Predicting ZORI using COVID-19 and Census Data

Introduction

The COVID-19 pandemic drastically shifted consumer preferences in housing. This created a scenario that made housing prices difficult to model, with price variability changing constantly as the pandemic continues.

Objective

To observe these changes and how they will affect the future of the market, we created models that can accurately forecast and predict the Zillow Observed Rent Index (ZORI) by using historical ZORI, US Census, and Covid-19 data. Predictions can be used to see which areas are recovering from Covid-19 more quickly. This kind of information can be useful to:

  • Government Organizations: find areas in need of resources
  • Investors: find which neighborhoods to start businesses in and which to stay away from
  • Business Owners: gain insight into your own neighborhood to decide when to increase or decrease inventory

Datasets

Zillow Observed Rent Index

  • Monthly rent prices of the center 20% (40th-60th percentile) of the entire observed market, Smoothed & Seasonally adjusted. (Jan. 2014 - June 2021)
  • 1743 rows by 93 cols.

US Census Data

  • Yearly data collected and/or predicted by the US Census Bureau pulled from BigQuery (2014-2018)
  • Housing, Income and Demographic datasets pulled from the Census Website (2019)
  • 33,120 rows by 232 cols, 6 years of data

COVID-19 Data from Johns Hopkins

Data collected by the Johns Hopkins Center for Systems Science and Engineering (JHCSSE)

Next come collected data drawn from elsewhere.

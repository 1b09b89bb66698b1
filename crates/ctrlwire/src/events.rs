//! Events published by a [`ControlClient`](crate::ControlClient).

use ctrlwire_props::PropertyPath;
use ctrlwire_protocol::Value;

/// Why a property's value in the snapshot changed.
#[derive(Debug, Clone, Copy, PartialEq, Eq)]
pub enum ChangeOrigin {
    /// `set()` was called; the write may still be in flight.
    Local,
    /// The device pushed a notification.
    Device,
    /// A write succeeded and the device holds this value.
    Confirmed,
    /// A write failed and the value was restored.
    Reverted,
}

#[derive(Debug, Clone, PartialEq)]
pub enum ClientEvent {
    /// The connection is up and the configuration has been loaded.
    Connected,
    /// The connection went down. Fired on every teardown, including
    /// failed connect attempts.
    Disconnected,
    /// The snapshot was replaced by a fresh copy from the device.
    ConfigLoaded,
    PropertyChanged {
        key: PropertyPath,
        value: Value,
        origin: ChangeOrigin,
    },
    /// A write or action for `key` went on the wire.
    CommitStarted { key: PropertyPath },
    CommitFinished { key: PropertyPath, success: bool },
}
//! Error types for the protocol layer.
//!
//! Everything in this crate is pure encoding and decoding, so every error
//! here is fatal to the one call that produced it and says nothing about
//! the health of the connection.

use crate::ValueKind;

/// Errors that can occur while encoding or decoding frames and values.
#[derive(Debug, Clone, PartialEq, Eq, thiserror::Error)]
pub enum ProtocolError {
    /// The request payload exceeds the protocol's per-frame cap.
    #[error("payload of {len} bytes exceeds the {max} byte limit")]
    PayloadTooLarge { len: usize, max: usize },

    /// The buffer is shorter than the fixed frame header.
    #[error("malformed frame: {len} bytes is shorter than the header")]
    MalformedFrame { len: usize },

    /// A value kind name that is not in the kind table.
    #[error("unknown value kind `{0}`")]
    UnknownValueKind(String),

    /// A value whose variant does not fit the declared kind.
    #[error("value `{value}` does not fit kind {kind}")]
    ValueMismatch { kind: ValueKind, value: String },

    /// A read ran past the end of the buffer.
    #[error("truncated input: needed {needed} bytes, {remaining} left")]
    Truncated { needed: usize, remaining: usize },

    /// A string kind was used without the width it needs.
    #[error("kind {0} requires a maximum length")]
    MissingWidth(ValueKind),
}
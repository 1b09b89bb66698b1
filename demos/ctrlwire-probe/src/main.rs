//! Connects to a device and prints what it reports.
//!
//! ```text
//! ctrlwire-probe <ws-url> <directory.json> [layout.json] [config.json]
//! ```
//!
//! Without a layout file the config blob is parsed with one field per
//! value property, in directory order. Logging follows `RUST_LOG`.

use ctrlwire::logging::init_tracing;
use ctrlwire::prelude::*;
use tokio::sync::broadcast::error::RecvError;
use tracing::{info, warn};

const USAGE: &str = "usage: ctrlwire-probe <ws-url> <directory.json> [layout.json] [config.json]";

#[tokio::main]
async fn main() -> Result<(), Box<dyn std::error::Error>> {
    init_tracing("ctrlwire=info,ctrlwire_probe=info");

    let mut args = std::env::args().skip(1);
    let (Some(url), Some(directory_path)) = (args.next(), args.next()) else {
        eprintln!("{USAGE}");
        std::process::exit(2);
    };
    let layout_path = args.next();
    let config_path = args.next();

    let directory = PropertyDirectory::from_json_str(&std::fs::read_to_string(&directory_path)?)?;
    let config = match config_path {
        Some(path) => ClientConfig::from_json_str(&std::fs::read_to_string(path)?)?,
        None => ClientConfig::default(),
    };

    let mut builder = ControlClient::builder().config(config).directory(directory);
    if let Some(path) = layout_path {
        builder = builder.schema(FieldLayout::from_json_str(&std::fs::read_to_string(path)?)?);
    }
    let client = builder.connect_websocket(&url)?;
    let mut events = client.subscribe();

    info!(%url, properties = client.directory().len(), "probing device");
    client.begin().await?;

    loop {
        tokio::select! {
            event = events.recv() => match event {
                Ok(event) => report(&client, event)?,
                Err(RecvError::Lagged(missed)) => warn!(missed, "events dropped"),
                Err(RecvError::Closed) => break,
            },
            _ = tokio::signal::ctrl_c() => {
                info!("interrupted, closing");
                client.close().await?;
                break;
            }
        }
    }
    Ok(())
}

fn report(client: &ControlClient, event: ClientEvent) -> Result<(), serde_json::Error> {
    match event {
        ClientEvent::ConfigLoaded => {
            println!("{}", serde_json::to_string_pretty(&client.snapshot())?);
        }
        ClientEvent::PropertyChanged { key, value, origin } => {
            println!("{key} = {value} ({origin:?})");
        }
        ClientEvent::Connected => info!("connected"),
        ClientEvent::Disconnected => info!("disconnected"),
        ClientEvent::CommitStarted { .. } | ClientEvent::CommitFinished { .. } => {}
    }
    Ok(())
}
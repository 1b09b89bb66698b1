//! The connection state machine's states.

use std::fmt;

/// Lifecycle state of the connection engine.
///
/// ```text
/// Uninitialized ──begin()──→ Disconnected ──connect()──→ Connecting ──open──→ Connected
///                                                           ↑    │                │
///                                                      timer│    │error      error│
///                                                           │    ↓                │
///                                                        Reconnecting ←───────────┘
/// ```
///
/// `close()` from any state after `begin()` lands in `Disconnected` and
/// cancels a scheduled reconnect.
#[derive(Debug, Clone, Copy, PartialEq, Eq, Hash)]
pub enum ConnectionState {
    /// `begin()` has not been called yet.
    Uninitialized,
    /// Idle; nothing scheduled.
    Disconnected,
    /// A socket is being opened.
    Connecting,
    /// The socket is open and requests may be sent.
    Connected,
    /// The socket failed and a reconnect attempt is scheduled.
    Reconnecting,
}

impl ConnectionState {
    /// Returns `true` if requests can be sent.
    pub fn is_connected(self) -> bool {
        matches!(self, Self::Connected)
    }
}

impl fmt::Display for ConnectionState {
    fn fmt(&self, f: &mut fmt::Formatter<'_>) -> fmt::Result {
        match self {
            Self::Uninitialized => write!(f, "uninitialized"),
            Self::Disconnected => write!(f, "disconnected"),
            Self::Connecting => write!(f, "connecting"),
            Self::Connected => write!(f, "connected"),
            Self::Reconnecting => write!(f, "reconnecting"),
        }
    }
}

/// One transition, as broadcast by [`EngineHandle::state_changes`].
///
/// Unlike the `watch` channel, the broadcast keeps every step, so a full
/// `Connected → Reconnecting → Connected` cycle is never folded into a
/// single observed value.
///
/// [`EngineHandle::state_changes`]: crate::EngineHandle::state_changes
#[derive(Debug, Clone, Copy, PartialEq, Eq)]
pub struct StateChange {
    pub from: ConnectionState,
    pub to: ConnectionState,
}
/// Errors that can occur in the transport layer.
#[derive(Debug, thiserror::Error)]
pub enum TransportError {
    /// Opening the connection failed (refused, unreachable, bad handshake).
    #[error("connect failed: {0}")]
    ConnectFailed(#[source] std::io::Error),

    /// The connection was closed.
    #[error("connection closed: {0}")]
    ConnectionClosed(String),

    /// Sending data failed.
    #[error("send failed: {0}")]
    SendFailed(#[source] std::io::Error),

    /// Receiving data failed.
    #[error("receive failed: {0}")]
    ReceiveFailed(#[source] std::io::Error),
}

  • Daily counts of US COVID-19 cases and deaths by US county (Jan 22 2020 - July 17 2021)
  • 3342 rows by 555 cols

Data Cleaning and Feature Engineering

ZORI Data:

Missing Value Interpolation

  • Interpolated linearly from Jan. 2014 (start) to June 2021 (end)
  • Any ZORIs missing at the time period’s start or end were calculated using that year’s mean change in ZORI 

Outliers

  • Each ZIP code was checked for any ZORI that was >3 stddevs away from that year’s mean rent price
  • No outliers were found, and no ZIP codes were removed

Census Data:

Raw Data

  • 2014-2018 data comes from 5 BigQuery Census Datasets
  • 165,600 observations (33,120 ZIP codes x 5 years of data)
  • 232 Features

Missing Data

  • Removed 4 Features that had 5,000+ null values and little to no correlation with the target feature.

Combining Census Years: 2014-2018 and 2019

  • Could only pull 47 matching features between the datasets
  • 2019 census data is duplicated for 2020, will be replaced with actual data in 9/2021

Feature Selection

  • Reduced to 36 Features using a Forward Stepwise function

Ended with 13,920 observations (1740 zip codes*8 Years) and 36 Features

Covid-19 Data:

Cleaning

The JHCSSE provides a daily count of global COVID-19 cases and deaths from 01/22/2020 to present day

  • Removed all observations in non-US counties
  • Capped data to be from 01/22/2020 to 06/30/2021
  • Cumulative numbers of cases and deaths were the only metrics kept alongside location & time attributes

The count of cases and deaths on the last day of each month was used as that entire month’s case and death count. 

Feature Engineering

After cleaning & filtering the data, we engineered features for ‘New Cases’ and ‘New Deaths’, which were defined as the current month’s cases & deaths subtracted from the previous month’s. We then had to convert county-level COVID cases and death metrics to the corresponding ZIP codes within each county. To do that, we assumed that the COVID cases and deaths were proportional to each ZIP Code’s population within the county, using ZIP Code and county information from the Census data.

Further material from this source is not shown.